Decisiva la collaborazione delle vittime del racket che hanno denunciato gran parte delle estorsioni. L’indagine, coordinata da un gruppo di sostituti diretti dal procuratore aggiunto Salvatore De Luca, costituisce un’ulteriore fase di della manovra condotta dal Nucleo Investigativo di Palermo sul mandamento mafioso di Palermo Porta Nuova e, in particolare, sulla famiglia mafiosa di Borgo Vecchio, che ha consentito di dimostrare la vitalita’ della cosca nonostante il colpo inflitto nel novembre 2017. Il nuovo reggete Angelo Monti ha riorganizzato gli assetti del clan, affidando posizioni direttive ai suoi uomini di fiducia, individuati nel fratello Girolamo, Giuseppe Gambino, che aveva il compito di tenuta e di gestione della cassa della famiglia, di controllo dell’andamento delle attivita’ illecite e di filtro tra lo stesso Angelo Monti e il gruppo operativo; Salvatore Guarino, gia’ condannato in via definitiva, si avvaleva di Giovanni Zimmardi, Vincenzo Vullo e Filippo Leto per organizzare e commettere le estorsioni nei confronti dei commercianti e degli imprenditori operanti nella zona di riferimento; Jari Massimiliano Ingarao (nipote di Angelo Monti) che ricopriva il ruolo di referente, per conto dell’organizzazione mafiosa, nel settore del traffico di sostanze stupefacenti.
Per tale scopo Jari Ingarao era supportato dai fratelli Gabriele e Danilo.
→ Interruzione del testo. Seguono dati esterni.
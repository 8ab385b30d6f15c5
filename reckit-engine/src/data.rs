//! Dataset matrix access.
//!
//! The engine only needs a stream of `(user, item, rating[, timestamp])`
//! rows reachable by file path; everything richer (dataset registries,
//! table formats) lives with external collaborators. A [`DataProvider`]
//! hands the pipeline one train/test pair per dataset-matrix combination.

use crate::error::EngineError;
use serde::{Deserialize, Serialize};
use std::io::BufRead;
use std::path::{Path, PathBuf};
use tracing::debug;

/// One interaction row of a dataset matrix.
#[derive(Debug, Clone, Copy, PartialEq, Serialize, Deserialize)]
pub struct Rating {
    pub user: u64,
    pub item: u64,
    pub rating: f64,
    pub timestamp: Option<i64>,
}

/// An in-memory train or test matrix.
///
/// Loaded once per pipeline invocation and shared read-only across every
/// model tested in that invocation.
#[derive(Debug, Clone)]
pub struct RatingMatrix {
    rows: Vec<Rating>,
    scale: (f64, f64),
}

impl RatingMatrix {
    /// Build a matrix from rows, deriving the rating scale from the data
    /// when none is supplied. An empty matrix defaults to (1, 5).
    pub fn from_rows(rows: Vec<Rating>, scale: Option<(f64, f64)>) -> Self {
        let scale = scale.unwrap_or_else(|| {
            rows.iter().fold(None, |acc: Option<(f64, f64)>, r| {
                Some(match acc {
                    None => (r.rating, r.rating),
                    Some((lo, hi)) => (lo.min(r.rating), hi.max(r.rating)),
                })
            })
            .unwrap_or((1.0, 5.0))
        });
        Self { rows, scale }
    }

    /// Load a matrix from a tab- or whitespace-separated file.
    ///
    /// A leading header line is skipped; other unparseable lines are
    /// dropped with a debug log. A missing file is the caller's fatal
    /// [`EngineError::DatasetUnavailable`].
    pub fn load(path: &Path, scale: Option<(f64, f64)>) -> Result<Self, EngineError> {
        if !path.exists() {
            return Err(EngineError::dataset_unavailable(path));
        }
        let file = std::fs::File::open(path)?;
        let reader = std::io::BufReader::new(file);

        let mut rows = Vec::new();
        let mut skipped = 0usize;
        for (index, line) in reader.lines().enumerate() {
            let line = line?;
            if line.trim().is_empty() {
                continue;
            }
            match parse_row(&line) {
                Some(row) => rows.push(row),
                // First line is commonly a header; anything else malformed
                // is dropped rather than failing the load.
                None => {
                    if index > 0 {
                        skipped += 1;
                    }
                }
            }
        }
        if skipped > 0 {
            debug!(path = %path.display(), skipped, "dropped malformed matrix rows");
        }
        Ok(Self::from_rows(rows, scale))
    }

    pub fn rows(&self) -> &[Rating] {
        &self.rows
    }

    pub fn scale(&self) -> (f64, f64) {
        self.scale
    }

    pub fn len(&self) -> usize {
        self.rows.len()
    }

    pub fn is_empty(&self) -> bool {
        self.rows.is_empty()
    }

    /// Unique users, in first-seen order.
    pub fn users(&self) -> Vec<u64> {
        let mut seen = std::collections::HashSet::new();
        self.rows
            .iter()
            .filter(|r| seen.insert(r.user))
            .map(|r| r.user)
            .collect()
    }

    /// Unique items, in first-seen order.
    pub fn items(&self) -> Vec<u64> {
        let mut seen = std::collections::HashSet::new();
        self.rows
            .iter()
            .filter(|r| seen.insert(r.item))
            .map(|r| r.item)
            .collect()
    }

    /// (user, item) pairs in row order — the test pairs of a prediction
    /// experiment.
    pub fn pairs(&self) -> Vec<(u64, u64)> {
        self.rows.iter().map(|r| (r.user, r.item)).collect()
    }

    /// Mean of all ratings; zero for an empty matrix.
    pub fn global_mean(&self) -> f64 {
        if self.rows.is_empty() {
            return 0.0;
        }
        self.rows.iter().map(|r| r.rating).sum::<f64>() / self.rows.len() as f64
    }
}

fn parse_row(line: &str) -> Option<Rating> {
    let mut fields = line.split_whitespace();
    let user = fields.next()?.parse().ok()?;
    let item = fields.next()?.parse().ok()?;
    let rating = fields.next()?.parse().ok()?;
    let timestamp = fields.next().and_then(|f| f.parse().ok());
    Some(Rating {
        user,
        item,
        rating,
        timestamp,
    })
}

/// Collaborator supplying the matrix files of one dataset-matrix pair.
pub trait DataProvider: Send + Sync {
    fn train_path(&self) -> &Path;
    fn test_path(&self) -> &Path;
    /// Configured rating scale, if the dataset declares one.
    fn rating_scale(&self) -> Option<(f64, f64)>;
}

/// File-backed matrix source built from a dataset configuration entry.
#[derive(Debug, Clone)]
pub struct MatrixSource {
    pub dataset: String,
    pub matrix: String,
    pub train_path: PathBuf,
    pub test_path: PathBuf,
    pub rating_scale: Option<(f64, f64)>,
}

impl MatrixSource {
    pub fn from_config(config: &reckit_core::DatasetConfig) -> Self {
        Self {
            dataset: config.name.clone(),
            matrix: config.matrix.clone(),
            train_path: config.train_path.clone(),
            test_path: config.test_path.clone(),
            rating_scale: config.rating_scale,
        }
    }
}

impl DataProvider for MatrixSource {
    fn train_path(&self) -> &Path {
        &self.train_path
    }

    fn test_path(&self) -> &Path {
        &self.test_path
    }

    fn rating_scale(&self) -> Option<(f64, f64)> {
        self.rating_scale
    }
}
Ricostruiti l’intero organigramma della famiglia mafiosa e le attivita’ di controllo del territorio e di ricerca del consenso sociale; di ‘assistenza economica’ verso le famiglie degli affiliati detenuti e dei diversi metodi di finanziamento (estorsioni, traffico di droga e reati contro il patrimonio). Documentate le infiltrazioni nel tessuto economico del territorio, le ingerenze nel mondo del tifo organizzato del calcio palermitano, esercitate attraverso il controllo di cosa nostra dei gruppi ultras locali. Le indagini, sottolineano gli investigatori, restituiscono uno spaccato caratterizzato dal capillare controllo del territorio da parte dell’organizzazione mafiosa, anche attraverso la continua ricerca del consenso verso un’ampia fascia della popolazione: “I mafiosi, infatti, continuano a rivendicare, con resilienza, una specifica funzione sociale, attraverso l’imposizione delle proprie decisioni per la risoluzione delle piu’ diverse problematiche: dai litigi familiari per motivi sentimentali alle occupazioni abusive di case popolari o agli sfratti per mancati pagamenti di affitti al proprietario di casa”. Pesante, ad esempio, l’ingerenza nell’organizzazione delle celebrazioni in onore della patrona del quartiere, Madre Sant’Anna, del 21-28 luglio 2019. Le serate, animate da alcuni cantanti neomelodici, venivano organizzate da un comitato che, di fatto, era controllato da Cosa nostra.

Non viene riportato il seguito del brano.